N° RG 21/08409 - N° Portalis DBVX-V-B7F-N6P2

Décision du TJ hors JAF, JEX, JLD, J. EXPRO, JCP de ROANNE au fond du 21 octobre 2021

RG : 19/00679

[O]

[S]

C/

[U]

[F]

RÉPUBLIQUE FRANÇAISE

AU NOM DU PEUPLE FRANÇAIS

COUR D'APPEL DE LYON

8ème chambre

ARRÊT DU 25 Septembre 2024

APPELANTS :

M. [J] [O]

né le 13 juin 1978 à [Localité 5]

[Adresse 1]

[Localité 2]

Mme [D] [S] épouse [O]

née le 17 février 1977 à [Localité 7]

[Adresse 1]

[Localité 2]

Représentés par Me Philippe NOUVELLET de la SCP JACQUES AGUIRAUD ET PHILIPPE NOUVELLET, avocat au barreau de LYON, toque : 475

Ayant pour avocat plaidant Me Jean- Louis ROBERT de la SELARL ROBERT, avocat au barreau de ROANNE

INTIMÉS :

M. [Z] [U]

né le 02 Février 1958 à [Localité 7]

[Adresse 3]

[Localité 4]

Mme [W] [F]

née le 11 Septembre 1973 à [Localité 7]

[Adresse 3]

[Localité 4]

Représentée par Me Sylvain SENGEL de la SELARL SELARL AD JUSTITIAM, avocat au barreau de ROANNE

* * * * * *

Date de clôture de l'instruction : 12 Décembre 2022

Date des plaidoiries tenues en audience publique : 12 Juin 2024

Date de mise à disposition : 19 Septembre 2024 prorogée au 25 Septembre 2024

Composition de la Cour lors des débats et du délibéré :

- Bénédicte BOISSELET, président

- Véronique MASSON-BESSOU, conseiller

- Véronique DRAHI, conseiller

assistés pendant les débats de William BOUKADIA, greffier

A l'audience, un membre de la cour a fait le rapport,

Arrêt Contradictoire rendu publiquement par mise à disposition au greffe de la cour d'appel, les parties en ayant été préalablement avisées dans les conditions prévues à l'article 450 alinéa 2 du code de procédure civile,

Signé par Bénédicte BOISSELET, président, et par William BOUKADIA, greffier, auquel la minute a été remise par le magistrat signataire.

* * * *

EXPOSÉ DU LITIGE

Propriétaires depuis novembre 2008 d'un ancien corps de ferme situé [Adresse 6]» à [Localité 4], M. [J] [O] et Mme [D] [S] son épouse ont entrepris divers travaux en vue de sa réhabilitation en habitation individuelle.

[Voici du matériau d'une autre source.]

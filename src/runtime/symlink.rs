//! Symlink operations (create, read, remove).

use anyhow::{Context, Result};
use std::fs;
use std::path::{Path, PathBuf};
#[cfg(windows)]
use tracing::debug;

use super::RealRuntime;

impl RealRuntime {
    #[tracing::instrument(skip(self))]
    pub(crate) fn symlink_impl(&self, original: &Path, link: &Path) -> Result<()> {
        #[cfg(unix)]
        {
            use std::os::unix::fs::symlink as unix_symlink;
            unix_symlink(original, link).context("Failed to create symlink")?;
        }
        #[cfg(windows)]
        {
            use anyhow::bail;
            use std::os::windows::fs::{symlink_dir, symlink_file};

            debug!("Creating symlink from {:?} to {:?}", link, original);

            // `is_dir()` on a relative path is relative to CWD; we want it relative to the link's parent.
            let target_path = if original.is_absolute() {
                original.to_path_buf()
            } else {
                link.parent()
                    .context("Failed to get parent directory for symlink")?
                    .join(original)
            };

            if target_path.is_dir() {
                symlink_dir(original, link).context("Failed to create directory symlink")?;
            } else {
                symlink_file(original, link).context("Failed to create file symlink")?;
            }

            if fs::symlink_metadata(link).is_err() {
                bail!(
                    "Symlink creation reported success but link does not exist: link={:?} target={:?}",
                    link,
                    original
                );
            }
        }
        Ok(())
    }

    #[tracing::instrument(skip(self))]
    pub(crate) fn read_link_impl(&self, path: &Path) -> Result<PathBuf> {
        fs::read_link(path).context("Failed to read symlink")
    }

    #[tracing::instrument(skip(self))]
    pub(crate) fn is_symlink_impl(&self, path: &Path) -> bool {
        fs::symlink_metadata(path)
            .map(|m| m.file_type().is_symlink())
            .unwrap_or(false)
    }

    #[tracing::instrument(skip(self))]
    pub(crate) fn remove_symlink_impl(&self, path: &Path) -> Result<()> {
        #[cfg(unix)]
        {
            fs::remove_file(path).context("Failed to remove symlink")?;
        }
        #[cfg(windows)]
        {
            // On Windows, removing a symlink requires remove_dir for a directory symlink
            // and remove_file for a file symlink. We try to remove it as a directory
            // first, and if that fails, we try to remove it as a file.
            fs::remove_dir(path)
                .or_else(|_| fs::remove_file(path))
                .context("Failed to remove symlink")?;
        }
        Ok(())
    }
}
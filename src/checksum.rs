//! Archive integrity verification.
//!
//! A formula's checksum corresponds to exactly one immutable artifact.
//! Downloaded bytes must hash to that value exactly or the install
//! aborts before the archive is ever extracted.

use anyhow::{Context, Result};
use log::debug;
use sha2::{Digest, Sha256};
use std::path::Path;

use crate::runtime::Runtime;

/// Length of a hex-encoded SHA-256 digest.
pub const SHA256_HEX_LEN: usize = 64;

const BUF_SIZE: usize = 64 * 1024;

/// Compute SHA-256 of a file and return the digest as lowercase hex.
/// Reads in chunks to keep memory use bounded; suitable for large archives.
#[tracing::instrument(skip(runtime, path))]
pub fn sha256_file<R: Runtime>(runtime: &R, path: &Path) -> Result<String> {
    let mut reader = runtime
        .open(path)
        .with_context(|| format!("Failed to open {:?} for hashing", path))?;

    let mut hasher = Sha256::new();
    let mut buf = [0u8; BUF_SIZE];
    loop {
        let n = reader
            .read(&mut buf)
            .with_context(|| format!("Failed to read {:?} while hashing", path))?;
        if n == 0 {
            break;
        }
        hasher.update(&buf[..n]);
    }
    Ok(hex::encode(hasher.finalize()))
}

/// Integrity failure: the downloaded artifact does not match the
/// formula's declared checksum.
#[derive(Debug, PartialEq)]
pub struct ChecksumMismatch {
    pub expected: String,
    pub actual: String,
}

impl std::fmt::Display for ChecksumMismatch {
    fn fmt(&self, f: &mut std::fmt::Formatter<'_>) -> std::fmt::Result {
        write!(
            f,
            "checksum mismatch: expected sha256 {}, got {}",
            self.expected, self.actual
        )
    }
}

impl std::error::Error for ChecksumMismatch {}

/// Verify a file's SHA-256 against the expected hex digest. Comparison is
/// case-insensitive; the caller owns cleanup of the rejected file.
#[tracing::instrument(skip(runtime, path, expected))]
pub fn verify_file<R: Runtime>(runtime: &R, path: &Path, expected: &str) -> Result<()> {
    let actual = sha256_file(runtime, path)?;
    if !actual.eq_ignore_ascii_case(expected) {
        return Err(ChecksumMismatch {
            expected: expected.to_ascii_lowercase(),
            actual,
        }
        .into());
    }
    debug!("Checksum verified for {:?}", path);
    Ok(())
}
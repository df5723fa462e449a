use crate::cleanup::SharedCleanupContext;
use crate::runtime::Runtime;
use anyhow::{Context, Result};
use log::debug;
use std::io::Read;
use std::path::Path;
use zip::ZipArchive;

use super::{Extractor, extract_via_stage};

/// Extractor for .zip archives
pub struct ZipExtractor;

impl Extractor for ZipExtractor {
    fn can_handle(&self, archive_path: &Path) -> bool {
        let name = archive_path.to_string_lossy().to_lowercase();
        name.ends_with(".zip")
    }

    fn extract<R: Runtime + 'static>(
        &self,
        runtime: &R,
        archive_path: &Path,
        extract_to: &Path,
    ) -> Result<()> {
        self.extract_impl(runtime, archive_path, extract_to, None)
    }

    fn extract_with_cleanup<R: Runtime + 'static>(
        &self,
        runtime: &R,
        archive_path: &Path,
        extract_to: &Path,
        cleanup_ctx: SharedCleanupContext,
    ) -> Result<()> {
        self.extract_impl(runtime, archive_path, extract_to, Some(cleanup_ctx))
    }
}

impl ZipExtractor {
    fn extract_impl<R: Runtime + 'static>(
        &self,
        runtime: &R,
        archive_path: &Path,
        extract_to: &Path,
        cleanup_ctx: Option<SharedCleanupContext>,
    ) -> Result<()> {
        debug!("Extracting zip archive to {:?}...", extract_to);
        let file = runtime
            .open(archive_path)
            .with_context(|| format!("Failed to open archive at {:?}", archive_path))?;

        // zip crate requires Read + Seek, but Runtime::open returns Box<dyn Read + Send>
        // We need to read the entire file into memory for seeking capability
        let mut buffer = Vec::new();
        let mut reader = file;
        reader
            .read_to_end(&mut buffer)
            .with_context(|| format!("Failed to read archive {:?}", archive_path))?;
        let cursor = std::io::Cursor::new(buffer);

        let mut archive = ZipArchive::new(cursor).with_context(|| "Failed to parse ZIP archive")?;

        extract_via_stage(runtime, extract_to, cleanup_ctx, |runtime, stage| {
            unpack_entries(runtime, &mut archive, stage)
        })
    }
}

fn unpack_entries<R: Runtime>(
    runtime: &R,
    archive: &mut ZipArchive<std::io::Cursor<Vec<u8>>>,
    stage: &Path,
) -> Result<()> {
    for i in 0..archive.len() {
        let mut entry = archive
            .by_index(i)
            .with_context(|| format!("Failed to read ZIP entry {}", i))?;

        // enclosed_name rejects traversal and absolute paths
        let entry_path = match entry.enclosed_name() {
            Some(path) => path.to_path_buf(),
            None => {
                debug!("Skipping entry with invalid path");
                continue;
            }
        };

        let full_path = stage.join(&entry_path);

        if entry.is_dir() {
            runtime.create_dir_all(&full_path)?;
        } else {
            if let Some(parent) = full_path.parent() {
                runtime.create_dir_all(parent)?;
            }
            let mut dest_file = runtime.create_file(&full_path)?;
            std::io::copy(&mut entry, &mut dest_file)
                .with_context(|| format!("Failed to extract file {:?}", full_path))?;

            // Set file permissions from archive metadata (Unix only)
            #[cfg(unix)]
            if let Some(mode) = entry.unix_mode()
                && let Err(e) = runtime.set_permissions(&full_path, mode)
            {
                debug!("Failed to set permissions on {:?}: {}", full_path, e);
            }
        }
    }
    Ok(())
}
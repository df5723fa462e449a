//! Archive extraction for source release tarballs and zips.

mod tar_gz;
mod zip;

use crate::cleanup::SharedCleanupContext;
use crate::runtime::Runtime;
use anyhow::{Result, anyhow};
use log::{debug, info};
use std::path::{Path, PathBuf};

pub use tar_gz::TarGzExtractor;
pub use zip::ZipExtractor;

/// Trait for format-specific archive extractors
#[cfg_attr(test, mockall::automock)]
pub trait Extractor: Send + Sync {
    /// Check if this extractor can handle the given archive format
    fn can_handle(&self, archive_path: &Path) -> bool;

    /// Extract the archive to the specified directory
    fn extract<R: Runtime + 'static>(
        &self,
        runtime: &R,
        archive_path: &Path,
        extract_to: &Path,
    ) -> Result<()>;

    /// Extract the archive with cleanup context for interruption handling
    fn extract_with_cleanup<R: Runtime + 'static>(
        &self,
        runtime: &R,
        archive_path: &Path,
        extract_to: &Path,
        cleanup_ctx: SharedCleanupContext,
    ) -> Result<()>;
}

/// Dispatcher that selects the appropriate extractor based on archive format.
/// Holds all available extractors and dispatches to the correct one.
pub struct ArchiveExtractor {
    tar_gz: TarGzExtractor,
    zip: ZipExtractor,
}

impl Default for ArchiveExtractor {
    fn default() -> Self {
        Self::new()
    }
}

impl ArchiveExtractor {
    pub fn new() -> Self {
        Self {
            tar_gz: TarGzExtractor,
            zip: ZipExtractor,
        }
    }
}

impl Extractor for ArchiveExtractor {
    fn can_handle(&self, archive_path: &Path) -> bool {
        self.tar_gz.can_handle(archive_path) || self.zip.can_handle(archive_path)
    }

    #[tracing::instrument(skip(self, runtime, archive_path, extract_to))]
    fn extract<R: Runtime + 'static>(
        &self,
        runtime: &R,
        archive_path: &Path,
        extract_to: &Path,
    ) -> Result<()> {
        if self.tar_gz.can_handle(archive_path) {
            return self.tar_gz.extract(runtime, archive_path, extract_to);
        }
        if self.zip.can_handle(archive_path) {
            return self.zip.extract(runtime, archive_path, extract_to);
        }
        Err(anyhow!(
            "Unsupported archive format: {}",
            archive_path.display()
        ))
    }

    #[tracing::instrument(skip(self, runtime, archive_path, extract_to, cleanup_ctx))]
    fn extract_with_cleanup<R: Runtime + 'static>(
        &self,
        runtime: &R,
        archive_path: &Path,
        extract_to: &Path,
        cleanup_ctx: SharedCleanupContext,
    ) -> Result<()> {
        if self.tar_gz.can_handle(archive_path) {
            return self.tar_gz.extract_with_cleanup(
                runtime,
                archive_path,
                extract_to,
                cleanup_ctx,
            );
        }
        if self.zip.can_handle(archive_path) {
            return self
                .zip
                .extract_with_cleanup(runtime, archive_path, extract_to, cleanup_ctx);
        }
        Err(anyhow!(
            "Unsupported archive format: {}",
            archive_path.display()
        ))
    }
}

/// Staging directory used to discover a single top-level archive directory
/// before promoting contents into the destination.
pub(crate) fn stage_dir_for(extract_to: &Path) -> Result<PathBuf> {
    let name = extract_to
        .file_name()
        .ok_or_else(|| anyhow!("Extraction target has no directory name"))?;
    Ok(extract_to.with_file_name(format!("{}_temp_extract", name.to_string_lossy())))
}

/// Run `unpack` into a fresh staging directory, then move the unpacked
/// tree into `extract_to`. Source archives conventionally wrap everything
/// in a single top-level directory; that wrapper is stripped.
pub(crate) fn extract_via_stage<R, F>(
    runtime: &R,
    extract_to: &Path,
    cleanup_ctx: Option<SharedCleanupContext>,
    unpack: F,
) -> Result<()>
where
    R: Runtime + 'static,
    F: FnOnce(&R, &Path) -> Result<()>,
{
    let stage = stage_dir_for(extract_to)?;
    if runtime.exists(&stage) {
        runtime.remove_dir_all(&stage)?;
    }
    runtime.create_dir_all(&stage)?;

    // Register the staging dir for cleanup on interruption
    if let Some(ref ctx) = cleanup_ctx {
        let mut guard = ctx.lock().unwrap();
        guard.add(stage.clone());
    }

    debug!("Unpacking to staging dir: {:?}", stage);
    unpack(runtime, &stage)?;

    let entries = runtime.read_dir(&stage)?;
    if entries.is_empty() {
        return Err(anyhow!("Archive appears to be empty."));
    }

    // A single top-level directory is the conventional wrapper; move its
    // contents. Anything else is moved as-is.
    let source_dir = match entries.first() {
        Some(entry) if entries.len() == 1 && runtime.is_dir(entry) => entry.clone(),
        _ => stage.clone(),
    };

    debug!("Moving contents from {:?} to {:?}", source_dir, extract_to);
    for item in runtime.read_dir(&source_dir)? {
        let dest_path = extract_to.join(
            item.file_name()
                .ok_or_else(|| anyhow!("Extracted entry has no file name: {:?}", item))?,
        );
        runtime.rename(&item, &dest_path)?;
    }

    // Clean up the staging directory
    runtime.remove_dir_all(&stage)?;
    if let Some(ref ctx) = cleanup_ctx {
        let mut guard = ctx.lock().unwrap();
        guard.remove(&stage);
    }

    info!("Extraction complete.");
    Ok(())
}

#[cfg(test)]
mod tests {
    use super::*;
    use crate::runtime::RealRuntime;
    use flate2::Compression;
    use flate2::write::GzEncoder;
    use std::fs::{self, File};
    use tar::Builder;
    use tempfile::tempdir;

    fn create_tar_gz(path: &Path, entries: &[(&str, &str)]) -> Result<()> {
        let file = File::create(path)?;
        let encoder = GzEncoder::new(file, Compression::default());
        let mut builder = Builder::new(encoder);
        for (name, content) in entries {
            let mut header = tar::Header::new_gnu();
            header.set_size(content.len() as u64);
            header.set_mode(0o644);
            header.set_cksum();
            builder.append_data(&mut header, name, content.as_bytes())?;
        }
        builder.into_inner()?.finish()?;
        Ok(())
    }

    #[test]
    fn test_dispatcher_can_handle() {
        let extractor = ArchiveExtractor::new();
        assert!(extractor.can_handle(Path::new("pkg-v1.tar.gz")));
        assert!(extractor.can_handle(Path::new("pkg-v1.tgz")));
        assert!(extractor.can_handle(Path::new("pkg-v1.zip")));
        assert!(!extractor.can_handle(Path::new("pkg-v1.tar.xz")));
    }

    #[test]
    fn test_dispatcher_rejects_unknown_format() {
        let dir = tempdir().unwrap();
        let archive = dir.path().join("pkg.tar.xz");
        fs::write(&archive, "data").unwrap();

        let result = ArchiveExtractor::new().extract(&RealRuntime, &archive, dir.path());
        assert!(result.is_err());
        assert!(
            result
                .unwrap_err()
                .to_string()
                .contains("Unsupported archive format")
        );
    }

    #[test]
    fn test_dispatcher_extracts_tar_gz() {
        let dir = tempdir().unwrap();
        let archive = dir.path().join("pkg-v1.tar.gz");
        let dest = dir.path().join("dest");
        fs::create_dir(&dest).unwrap();

        create_tar_gz(&archive, &[("pkg-v1/main.c", "int main(){}")]).unwrap();

        ArchiveExtractor::new()
            .extract(&RealRuntime, &archive, &dest)
            .unwrap();

        assert_eq!(
            fs::read_to_string(dest.join("main.c")).unwrap(),
            "int main(){}"
        );
    }

    #[test]
    fn test_stage_dir_for() {
        let stage = stage_dir_for(Path::new("/root/pkg/v1")).unwrap();
        assert_eq!(stage, PathBuf::from("/root/pkg/v1_temp_extract"));
    }
}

Par acte du 30 mai 2016 reçu en l'étude de Maître [K], notaire à [Localité 7], M. et Mme [O] ont vendu leur bien immobilier à M. [Z] [U] et Mme [W] [F] au prix de 170'000 €.

Se plaignant de divers désordres affectant les lieux, M. [U] et Mme [F] ont sollicité et obtenu, par ordonnance de référé rendue le 22 juin 2017, une mesure d'expertise judiciaire confiée à Mme [A] [V] [I], laquelle a déposé son rapport définitif le 2 mai 2019.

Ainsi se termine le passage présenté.